The Aussie lost pips against its major counterparts after the RBA’s meeting minutes painted a gloomier picture than the initial policy statement suggested.
- RBA minutes reveal concerns over labour and housing markets
- Asian bourses show mixed results on concerns over North Korea and Pence’s Japan visit
RBA’s meeting minutes – Earlier today the Reserve Bank of Australia (RBA) printed its meeting minutes for the month of April. If you recall, the central bank opted to keep its rates steady at 1.50% for a seventh month in a row, as it’s still “consistent with sustainable growth in the economy and achieving the inflation target over time.”
Well, it seems like RBA members weren’t so confident after all. Specifically, the minutes detailed the members’ dilemma of needing to keep rates low to encourage consumer spending and pushing them higher to reduce housing-related risks.

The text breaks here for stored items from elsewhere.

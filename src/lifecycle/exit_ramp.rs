//! Exit-Ramp Controller
//!
//! Graceful wind-down of a pilot. Starting an exit stops trading at once and
//! cancels anything pending; closing it out is a separate, explicit step.

use chrono::{DateTime, Duration, Utc};
use serde::{Deserialize, Serialize};
use std::collections::HashSet;
use std::fmt;
use std::str::FromStr;

use crate::error::{Error, Result};
use crate::pilot::{Pilot, PilotState, PilotStatus, Trade};

/// Flat share of current value assumed saved by tax-aware unwinding
pub const TAX_SAVINGS_RATE: f64 = 0.02;

#[derive(Debug, Clone, Copy, PartialEq, Eq, Serialize, Deserialize)]
pub enum ExitStrategy {
    #[serde(rename = "immediate")]
    Immediate,
    #[serde(rename = "gradual_1week")]
    Gradual1Week,
    #[serde(rename = "gradual_1month")]
    Gradual1Month,
    #[serde(rename = "optimal")]
    Optimal,
}

impl ExitStrategy {
    pub fn offset_days(self) -> i64 {
        match self {
            ExitStrategy::Immediate => 0,
            ExitStrategy::Gradual1Week => 7,
            ExitStrategy::Gradual1Month => 30,
            ExitStrategy::Optimal => 14,
        }
    }

    pub fn is_tax_optimized(self) -> bool {
        self != ExitStrategy::Immediate
    }
}

impl fmt::Display for ExitStrategy {
    fn fmt(&self, f: &mut fmt::Formatter<'_>) -> fmt::Result {
        match self {
            ExitStrategy::Immediate => write!(f, "immediate"),
            ExitStrategy::Gradual1Week => write!(f, "gradual_1week"),
            ExitStrategy::Gradual1Month => write!(f, "gradual_1month"),
            ExitStrategy::Optimal => write!(f, "optimal"),
        }
    }
}

impl FromStr for ExitStrategy {
    type Err = Error;

    fn from_str(s: &str) -> Result<Self> {
        match s.trim().to_ascii_lowercase().as_str() {
            "immediate" => Ok(ExitStrategy::Immediate),
            "gradual_1week" => Ok(ExitStrategy::Gradual1Week),
            "gradual_1month" => Ok(ExitStrategy::Gradual1Month),
            "optimal" => Ok(ExitStrategy::Optimal),
            other => Err(Error::InvalidInput(format!("unknown exit strategy: {}", other))),
        }
    }
}

#[derive(Debug, Clone, PartialEq, Serialize, Deserialize)]
pub struct ExitRamp {
    pub pilot_id: String,
    pub requested_at: DateTime<Utc>,
    pub target_exit_date: DateTime<Utc>,
    pub strategy: ExitStrategy,
    pub positions_total: usize,
    pub positions_closed: usize,
    pub percent_complete: f64,
    pub tax_optimized: bool,
    pub estimated_tax_savings: f64,
    pub projected_final_value: f64,
    #[serde(default)]
    pub completed_at: Option<DateTime<Utc>>,
}

impl ExitRamp {
    pub fn is_complete(&self) -> bool {
        self.completed_at.is_some()
    }

    /// Mark every position closed
    pub fn complete(&mut self, now: DateTime<Utc>) {
        self.positions_closed = self.positions_total;
        self.percent_complete = 100.0;
        self.completed_at = Some(now);
    }
}

/// Compute the exit plan for a pilot. Does not touch pilot state.
pub fn plan_exit(pilot: &Pilot, strategy: ExitStrategy, trades: &[Trade], now: DateTime<Utc>) -> ExitRamp {
    let positions_total = trades
        .iter()
        .filter(|t| t.is_executed())
        .map(|t| t.asset.as_str())
        .collect::<HashSet<_>>()
        .len();

    let tax_optimized = strategy.is_tax_optimized();
    let estimated_tax_savings = if tax_optimized {
        pilot.current_value * TAX_SAVINGS_RATE
    } else {
        0.0
    };

    ExitRamp {
        pilot_id: pilot.id.clone(),
        requested_at: now,
        target_exit_date: now + Duration::days(strategy.offset_days()),
        strategy,
        positions_total,
        positions_closed: 0,
        percent_complete: 0.0,
        tax_optimized,
        estimated_tax_savings,
        projected_final_value: pilot.current_value + estimated_tax_savings,
        completed_at: None,
    }
}

/// Move a pilot into the exiting state. Returns the ramp and the pending
/// trades that were cancelled.
pub fn begin_exit(
    state: &mut PilotState,
    strategy: ExitStrategy,
    trades: &[Trade],
    now: DateTime<Utc>,
) -> Result<(ExitRamp, Vec<Trade>)> {
    match state.pilot.status {
        PilotStatus::Exiting => {
            return Err(Error::invalid_state(&state.pilot.id, "exit already in progress"))
        }
        PilotStatus::Closed => return Err(Error::invalid_state(&state.pilot.id, "pilot is closed")),
        PilotStatus::Active | PilotStatus::Paused => {}
    }

    // Bailing out at a loss counts against discovered risk
    if state.pilot.total_return_percent < 0.0 {
        state.behavior.record_panic();
    }

    state.pilot.transition(PilotStatus::Exiting)?;
    state.pilot.autopilot_enabled = false;
    let cancelled = state.watch.drain_pending();

    let ramp = plan_exit(&state.pilot, strategy, trades, now);
    state.watch.comment(
        None,
        format!(
            "Exit ramp started ({}); target exit {}",
            strategy,
            ramp.target_exit_date.format("%Y-%m-%d")
        ),
    );
    state.exit_ramp = Some(ramp.clone());
    Ok((ramp, cancelled))
}

/// Close out an exiting pilot
pub fn finish_exit(state: &mut PilotState, now: DateTime<Utc>) -> Result<ExitRamp> {
    if state.pilot.status != PilotStatus::Exiting {
        return Err(Error::invalid_state(
            &state.pilot.id,
            format!("cannot complete exit from {}", state.pilot.status),
        ));
    }
    let ramp = state
        .exit_ramp
        .as_mut()
        .ok_or_else(|| Error::invalid_state(&state.pilot.id, "no exit ramp recorded"))?;
    ramp.complete(now);
    let ramp = ramp.clone();

    state.pilot.transition(PilotStatus::Closed)?;
    state.watch.comment(None, "Exit complete; pilot closed");
    Ok(ramp)
}

#[cfg(test)]
mod tests {
    use super::*;
    use crate::pilot::trade::fixtures::trade;
    use crate::pilot::{PilotPreferences, TradeSide};

    fn state() -> PilotState {
        PilotState::new(Pilot::new("u", 1000.0, &PilotPreferences::default()), 20, 100)
    }

    #[test]
    fn test_offsets() {
        assert_eq!(ExitStrategy::Immediate.offset_days(), 0);
        assert_eq!(ExitStrategy::Gradual1Week.offset_days(), 7);
        assert_eq!(ExitStrategy::Gradual1Month.offset_days(), 30);
        assert_eq!(ExitStrategy::Optimal.offset_days(), 14);
    }

    #[test]
    fn test_serde_names() {
        assert_eq!(
            serde_json::to_string(&ExitStrategy::Gradual1Week).unwrap(),
            r#""gradual_1week""#
        );
        let parsed: ExitStrategy = serde_json::from_str(r#""gradual_1month""#).unwrap();
        assert_eq!(parsed, ExitStrategy::Gradual1Month);
    }

    #[test]
    fn test_plan_counts_distinct_assets() {
        let pilot = Pilot::new("u", 1000.0, &PilotPreferences::default());
        let mut other = trade(3, &pilot.id, TradeSide::Buy, 10.0, 1.0);
        other.asset = "BTC".to_string();
        let trades = vec![
            trade(1, &pilot.id, TradeSide::Buy, 10.0, 1.0),
            trade(2, &pilot.id, TradeSide::Sell, 10.0, 1.0),
            other,
        ];
        let now = Utc::now();
        let ramp = plan_exit(&pilot, ExitStrategy::Optimal, &trades, now);
        assert_eq!(ramp.positions_total, 2);
        assert!(ramp.tax_optimized);
        assert!((ramp.estimated_tax_savings - 20.0).abs() < 1e-9);
        assert!((ramp.projected_final_value - 1020.0).abs() < 1e-9);
        assert_eq!(ramp.target_exit_date, now + Duration::days(14));
    }

    #[test]
    fn test_immediate_has_no_savings() {
        let pilot = Pilot::new("u", 1000.0, &PilotPreferences::default());
        let ramp = plan_exit(&pilot, ExitStrategy::Immediate, &[], Utc::now());
        assert!(!ramp.tax_optimized);
        assert_eq!(ramp.estimated_tax_savings, 0.0);
        assert_eq!(ramp.projected_final_value, 1000.0);
        assert_eq!(ramp.target_exit_date, ramp.requested_at);
    }

    #[test]
    fn test_begin_exit_cancels_pending() {
        let mut state = state();
        let id = state.pilot.id.clone();
        state.watch.queue(trade(9, &id, TradeSide::Buy, 10.0, 1.0));

        let (ramp, cancelled) = begin_exit(&mut state, ExitStrategy::Gradual1Week, &[], Utc::now()).unwrap();
        assert_eq!(cancelled.len(), 1);
        assert!(state.watch.pending_trades.is_empty());
        assert_eq!(state.pilot.status, PilotStatus::Exiting);
        assert!(!state.pilot.autopilot_enabled);
        assert_eq!(state.exit_ramp.as_ref(), Some(&ramp));
    }

    #[test]
    fn test_begin_exit_twice_rejected() {
        let mut state = state();
        begin_exit(&mut state, ExitStrategy::Immediate, &[], Utc::now()).unwrap();
        let err = begin_exit(&mut state, ExitStrategy::Immediate, &[], Utc::now()).unwrap_err();
        assert!(matches!(err, Error::InvalidState { .. }));
    }

    #[test]
    fn test_finish_exit() {
        let mut state = state();
        assert!(finish_exit(&mut state, Utc::now()).is_err());

        begin_exit(&mut state, ExitStrategy::Optimal, &[], Utc::now()).unwrap();
        let ramp = finish_exit(&mut state, Utc::now()).unwrap();
        assert!(ramp.is_complete());
        assert_eq!(ramp.percent_complete, 100.0);
        assert_eq!(state.pilot.status, PilotStatus::Closed);

        let err = finish_exit(&mut state, Utc::now()).unwrap_err();
        assert!(matches!(err, Error::InvalidState { .. }));
    }

    #[test]
    fn test_exit_under_water_counts_as_panic() {
        let mut state = state();
        state.pilot.apply_day_return(-0.1);
        begin_exit(&mut state, ExitStrategy::Immediate, &[], Utc::now()).unwrap();
        assert_eq!(state.behavior.panic_sells, 1);
    }
}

On employment, RBA members noted that (emphasis ours):
“Although forward-looking indicators of labour demand continued to suggest an increase in employment growth over the period ahead, this had been true for some time without leading to an improvement in labour market conditions.”
Basically, the RBA is shrugging off the latest improvements in forward-looking labour indicators by saying that they’re (a) more optimistic than reality “for some time” and that (b) they don’t lead to improvements labour market conditions.
The RBA also shared its concerns over the housing market, saying that “funding costs had not changed significantly” despite tighter lending standards by the Council of Financial Regulators.
The RBA warned that “risks related to household debt and the housing market” have increased in the last six months but that the Council, which includes APRA, “would consider further measures if needed.”
The nail in the Aussie’s coffin today was the RBA’s choice to drop “Looking forward, year-ended growth was expected to pick up gradually to be above its potential rate over the forecast period” from last month’s minutes and replace it with “Recent data suggested that the Australian economy had continued to grow moderately at the beginning of 2017.” Duhn duhn duhn.
For now, the RBA believes that developments in the labour and housing markets need “careful monitoring over the coming months.” This, together with threats to “consider further measures if needed,” communicated that the RBA might step up its lending restrictions so that it could loosen its monetary policy to boost consumer spending.
Mixed risk sentiment – Risk sentiment was a mixed bag of beans during the Asian session, as traders took cues from their U.S. counterparts but also worried over geopolitical concerns and France’s upcoming Presidential elections.
U.S. VP Mike Pence is in Japan today where he’s expected to have a huddle with Prime Minister Shinzo Abe and Finance Minister (and Deputy Prime Minister) Taro Aso. Pence is expected to talk North Korea with Abe, while Aso has shared that he would discuss “a broad framework on bilateral economic cooperation” with Pence.
Traders worry that Pence’s huddle with Abe would lead to escalated tensions with North Korea, while Japanese markets are concerned that Pence will push Trump’s weak-dollar rhetoric and use it to put pressure on Japan’s trade deals with the U.S.
Nikkei, which found relief from a stronger dollar, rose by 0.33% while Australia’s A SX 200 dropped by 1.17%. Hang Seng and the Shanghai index, both pressured by the release of higher average home prices in China, dipped by 0.11% and 0.92% respectively.
AUD – The Aussie dropped like a rock against its major counterparts as soon as the RBA’s latest meeting minutes hinted that central bank members are more concerned over the economy than their initial statement suggested.
AUD/USD fell 35 pips (-0.46%) to .7556, AUD/JPY lost 37 pips (-0.45%) to 82.30 after hitting a session high of 82.95, EUR/AUD jumped by 73 pips (+0.52%) to 1.4091, and GBP/AUD popped up by 76 pips (+0.46%) to 1.6627. Heck, even AUD/NZD plunged by 55 pips (-0.51%) to 1.0774!
Watch Out For:
- European markets set to go back from the holidays. Brace yourselves for increased volatility!